[analyzer] CStringChecker: do not branch assuming the arguments of `str(n)cmp` are equal #161644

guillem-bartrina-sonarsource · 2025-10-02T09:52:56Z

Upon running into str(n)cmp with unknown symbolic arguments, CStringChecker forks the analysis assuming that the two arguments are EQUAL in one branch. There is no explicit motivation for this behavior in the original commit message c026370, which leads me to believe it was not intentional.

This behavior is quite counterintuitive, as well as noisy, and differs from that of the similar function memcmp (here). I suggest doing the same as in the latter case: not forking the analysis and proceeding to one branch or the other, whether we know for certain that the two arguments are EQUAL or not.

Note that the behavior I am modifying was not tested at all in the tests, as none broke due to the change.

…tr(n)cmp` are equal

llvmbot · 2025-10-02T09:53:31Z

@llvm/pr-subscribers-clang

@llvm/pr-subscribers-clang-static-analyzer-1

Author: None (guillem-bartrina-sonarsource)

Changes

Upon running into str(n)cmp with unknown symbolic arguments, CStringChecker forks the analysis assuming that the two arguments are EQUAL in one branch. There is no explicit motivation for this behavior in the original commit message c026370, which leads me to believe it was not intentional.

This behavior is quite counterintuitive, as well as noisy, and differs from that of the similar function memcmp (here).
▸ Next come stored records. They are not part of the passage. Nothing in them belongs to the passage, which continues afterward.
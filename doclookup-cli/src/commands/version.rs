//! `doclookup version` command - Display version information.

use crate::error::CliResult;
use crate::output::{self, kv};

/// Package version
const VERSION: &str = env!("CARGO_PKG_VERSION");

/// Package name
const NAME: &str = env!("CARGO_PKG_NAME");

/// Run the version command
pub async fn run() -> CliResult<()> {
    output::header("doclookup");

    kv("Version", VERSION);
    kv("Package", NAME);

    #[cfg(debug_assertions)]
    let build_mode = "debug";
    #[cfg(not(debug_assertions))]
    let build_mode = "release";

    kv("Build", build_mode);

    output::newline();

    output::section("Components");
    kv("doclookup-query", VERSION);
    kv("doclookup-mongodb", VERSION);
    kv("doclookup-table", VERSION);
    kv("doclookup-axum", VERSION);

    Ok(())
}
I suggest doing the same as in the latter case: not forking the analysis and proceeding to one branch or the other, whether we know for certain that the two arguments are EQUAL or not.
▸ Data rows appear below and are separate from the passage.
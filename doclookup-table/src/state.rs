//! Client pagination state.
//!
//! The table is either listing pages of the collection or showing the result
//! of a single identifier search. Search results are never paginated.
//!
//! ```rust
//! use doclookup_table::{Mode, TableState};
//!
//! let mut state = TableState::new(25);
//! state.total = Some(57);
//! state.page = 3;
//! assert!(state.next_disabled());
//!
//! assert!(state.submit_search("  64b7f0c2a1b2c3d4e5f60718 "));
//! assert_eq!(state.mode, Mode::Search);
//! assert!(state.prev_disabled() && state.next_disabled());
//! ```

use std::ops::{Deref, DerefMut};

use doclookup_query::pagination::{DEFAULT_PAGE_SIZE, has_more};

/// What the table is showing.
#[derive(Debug, Clone, Copy, PartialEq, Eq, Default)]
pub enum Mode {
    /// Paginated listing.
    #[default]
    List,
    /// Result of an identifier search.
    Search,
}

/// The fetch a state transition calls for.
#[derive(Debug, Clone, PartialEq, Eq)]
pub enum Fetch {
    /// Load the current list page.
    ListPage,
    /// Search for the given identifier.
    ById(String),
    /// Nothing to fetch.
    Nothing,
}

/// Pagination state of the table page.
#[derive(Debug, Clone, PartialEq, Eq)]
pub struct TableState {
    /// Current mode.
    pub mode: Mode,
    /// 1-based page number.
    pub page: u64,
    /// Rows per page.
    pub page_size: u64,
    /// Total rows, known after a list fetch.
    pub total: Option<u64>,
    /// Last searched identifier.
    pub last_id: String,
    /// Whether a fetch is in flight.
    pub loading: bool,
}

impl Default for TableState {
    fn default() -> Self {
        Self::new(DEFAULT_PAGE_SIZE)
    }
}

impl TableState {
    /// Initial state: listing the first page.
    pub fn new(page_size: u64) -> Self {
        Self {
            mode: Mode::List,
            page: 1,
            page_size: page_size.max(1),
            total: None,
            last_id: String::new(),
            loading: false,
        }
    }

    /// Whether the table shows a search result.
    pub fn is_search(&self) -> bool {
        self.mode == Mode::Search
    }

    /// Whether the "previous" button is disabled.
    pub fn prev_disabled(&self) -> bool {
        self.is_search() || self.loading || self.page <= 1
    }

    /// Whether the "next" button is disabled.
    pub fn next_disabled(&self) -> bool {
        self.is_search()
            || self.loading
            || self
                .total
                .is_some_and(|total| !has_more(self.page, self.page_size, total))
    }

    /// Switch to search mode for a non-blank identifier.
    ///
    /// Returns `false` (leaving the state untouched) when `raw` is blank.
    pub fn submit_search(&mut self, raw: &str) -> bool {
        let id = raw.trim();
        if id.is_empty() {
            return false;
        }

        self.mode = Mode::Search;
        self.last_id = id.to_string();
        true
    }

    /// Return to the first list page.
    pub fn clear(&mut self) {
        self.mode = Mode::List;
        self.last_id.clear();
        self.page = 1;
    }

    /// Change the page size, returning to the first list page.
    pub fn set_page_size(&mut self, page_size: u64) {
        self.page_size = if page_size == 0 {
            DEFAULT_PAGE_SIZE
        } else {
            page_size
        };
        self.page = 1;
        self.mode = Mode::List;
    }

    /// Advance to the next list page. Returns whether the page changed.
    pub fn next_page(&mut self) -> bool {
        if self.mode != Mode::List {
            return false;
        }
        self.page = self.page.saturating_add(1);
        true
    }

    /// Go back one list page. Returns whether the page changed.
    pub fn prev_page(&mut self) -> bool {
        if self.mode != Mode::List || self.page <= 1 {
            return false;
        }
        self.page -= 1;
        true
    }

    /// The fetch that reloads what the table currently shows.
    pub fn reload(&self) -> Fetch {
        match self.mode {
            Mode::List => Fetch::ListPage,
            Mode::Search if !self.last_id.is_empty() => Fetch::ById(self.last_id.clone()),
            Mode::Search => Fetch::Nothing,
        }
    }
}

/// Holds the loading flag for the duration of a fetch.
///
/// The flag is set on acquisition and cleared when the guard is dropped,
/// whichever way the fetch ends.
#[derive(Debug)]
pub struct LoadingGuard<'a> {
    state: &'a mut TableState,
}

impl<'a> LoadingGuard<'a> {
    /// Mark the state as loading.
    pub fn acquire(state: &'a mut TableState) -> Self {
        state.loading = true;
        Self { state }
    }
}

impl Deref for LoadingGuard<'_> {
    type Target = TableState;

    fn deref(&self) -> &TableState {
        self.state
    }
}

impl DerefMut for LoadingGuard<'_> {
    fn deref_mut(&mut self) -> &mut TableState {
        self.state
    }
}

impl Drop for LoadingGuard<'_> {
    fn drop(&mut self) {
        self.state.loading = false;
    }
}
Note that the behavior I am modifying was not tested at all in the tests, as none broke due to the change.

Full diff: https://github.com/llvm/llvm-project/pull/161644.diff

2 Files Affected:

(modified) clang/lib/StaticAnalyzer/Checkers/CStringChecker.cpp (+2-5)
(modified) clang/test/Analysis/string.c (+16)
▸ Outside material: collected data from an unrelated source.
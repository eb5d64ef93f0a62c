//! CLI command implementations.

pub mod lookup;
pub mod meta;
pub mod serve;
pub mod version;

use std::sync::Arc;

use doclookup_axum::LookupService;
use doclookup_mongodb::{CollectionProvider, ConnectionEnv, MongoStore};
use doclookup_query::{EnvSource, LookupSettings};

/// Build the lookup service from environment settings.
///
/// Nothing connects here; the first lookup opens the connection.
pub(crate) fn build_service(env: &impl EnvSource) -> LookupService {
    let settings = LookupSettings::from_env(env);
    let provider = CollectionProvider::new(ConnectionEnv::from_env(env))
        .with_secondary_unique_field(settings.secondary_unique_field.clone());

    LookupService::new(
        Arc::new(settings),
        Arc::new(MongoStore::new(Arc::new(provider))),
    )
}
//! # doclookup
//!
//! A small read-only lookup service over a single MongoDB collection.
//!
//! doclookup provides:
//! - Lookups by the configured identity field, with ObjectId coercion for `_id`
//! - Lookups by any field on an environment-configured allow-list
//! - A `/meta` endpoint describing how the collection can be searched
//! - Sorted list pages and a server-rendered table that browses them
//!
//! ## Quick Start
//!
//! ```rust,ignore
//! use std::sync::Arc;
//! use doclookup::prelude::*;
//!
//! #[tokio::main]
//! async fn main() -> Result<(), Box<dyn std::error::Error>> {
//!     let settings = LookupSettings::from_env(&StdEnvSource);
//!     let provider = CollectionProvider::new(ConnectionEnv::from_env(&StdEnvSource))
//!         .with_secondary_unique_field(settings.secondary_unique_field.clone());
//!     let store = MongoStore::new(Arc::new(provider));
//!
//!     let service = LookupService::new(Arc::new(settings), Arc::new(store));
//!     let doc = service.by_id(Some("64b7f0c2a1b2c3d4e5f60718")).await?;
//!     println!("{doc}");
//!
//!     Ok(())
//! }
//! ```

#![cfg_attr(docsrs, feature(doc_cfg))]
#![deny(missing_docs)]
#![deny(rustdoc::broken_intra_doc_links)]

/// Settings, request validation, pagination and errors.
pub mod query {
    pub use doclookup_query::*;
}

/// MongoDB connection, filters and document stores.
pub mod mongodb {
    pub use doclookup_mongodb::*;
}

/// The paginated table renderer.
pub mod table {
    pub use doclookup_table::*;
}

/// HTTP endpoints and server.
pub mod server {
    pub use doclookup_axum::*;
}

/// Prelude module for convenient imports.
pub mod prelude {
    pub use doclookup_axum::{AppState, LookupServer, LookupService, ServerConfig, TablePage};
    pub use doclookup_mongodb::{
        CollectionProvider, ConnectionEnv, DocumentStore, MemoryStore, MongoStore,
    };
    pub use doclookup_query::{
        AllowList, ByField, ById, LookupError, LookupSettings, PageRequest, StdEnvSource,
    };
    pub use doclookup_table::{Endpoints, HttpSource, Labels, TableController};
}

// Re-export key types at the crate root
pub use doclookup_axum::LookupService;
pub use doclookup_query::{LookupError, LookupSettings};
diff --git a/clang/lib/StaticAnalyzer/Checkers/CStringChecker.cpp b/clang/lib/StaticAnalyzer/Checkers/CStringChecker.cpp
index 0ae784c000f60..c15464e9a713f 100644
--- a/clang/lib/StaticAnalyzer/Checkers/CStringChecker.cpp
+++ b/clang/lib/StaticAnalyzer/Checkers/CStringChecker.cpp
@@ -2418,15 +2418,12 @@ void CStringChecker::evalStrcmpCommon(CheckerContext &C, const CallEvent &Call,
 
   // If the two arguments might be the same buffer, we know the result is 0,
   // and we only need to check one size.
-  if (StSameBuf) {
+  if (StSameBuf && !StNotSameBuf) {
     StSameBuf =
         StSameBuf->BindExpr(Call.getOriginExpr(), LCtx,
                             svalBuilder.makeZeroVal(Call.getResultType()));
     C.addTransition(StSameBuf);
-
-    // If the two arguments are GUARANTEED to be the same, we're done!
-    if (!StNotSameBuf)
-      return;
+    return;
   }
 
   assert(StNotSameBuf);
diff --git a/clang/test/Analysis/string.c b/clang/test/Analysis/string.c
index cdd36275568e3..45b81297a026e 100644
--- a/clang/test/Analysis/string.c
+++ b/clang/test/Analysis/string.c
@@ -955,6 +955,14 @@ void strcmp_fn_l(char *x) {
   strcmp((char*)&strcmp_null_argument, x); // expected-warning{{Argument to string comparison function is the address of the function 'strcmp_null_argument', which is not a null-terminated string}}
 }
 
+void strcmp_assumptions(char *a, char *b) {
+  if (strcmp(a, b) == 0) {
+    // ...
+  }
+
+  clang_analyzer_eval(a == b); // expected-warning{{FALSE}}
+}
+
 //===----------------------------------------------------------------------===
 // strncmp()
 //===----------------------------------------------------------------------===
@@ -1070,6 +1078,14 @@ int strncmp_null_argument(char *a, size_t n) {
   return strncmp(a, b, n); // expected-warning{{Null pointer passed as 2nd argument to string comparison function}}
 }
 
+void strncmp_assumptions(char *a, char *b, size_t n) {
+  if (strncmp(a, b, n) == 0) {
+    // ...
+  }
+
+  clang_analyzer_eval(a == b); // expected-warning{{FALSE}}
+}
+
 //===----------------------------------------------------------------------===
 // strcasecmp()
 //===----------------------------------------------------------------------===

NagyDonat

I see that the old behavior had problems, but the new code also has a problematic aspect: in the case when the pointers may or may not be same (that is, when StSameBuf && StNotSameBuf is true) it always assumes that the pointers are not equal (because it assigns state = StNotSameBuf; in the line just below the diff context displayed by github).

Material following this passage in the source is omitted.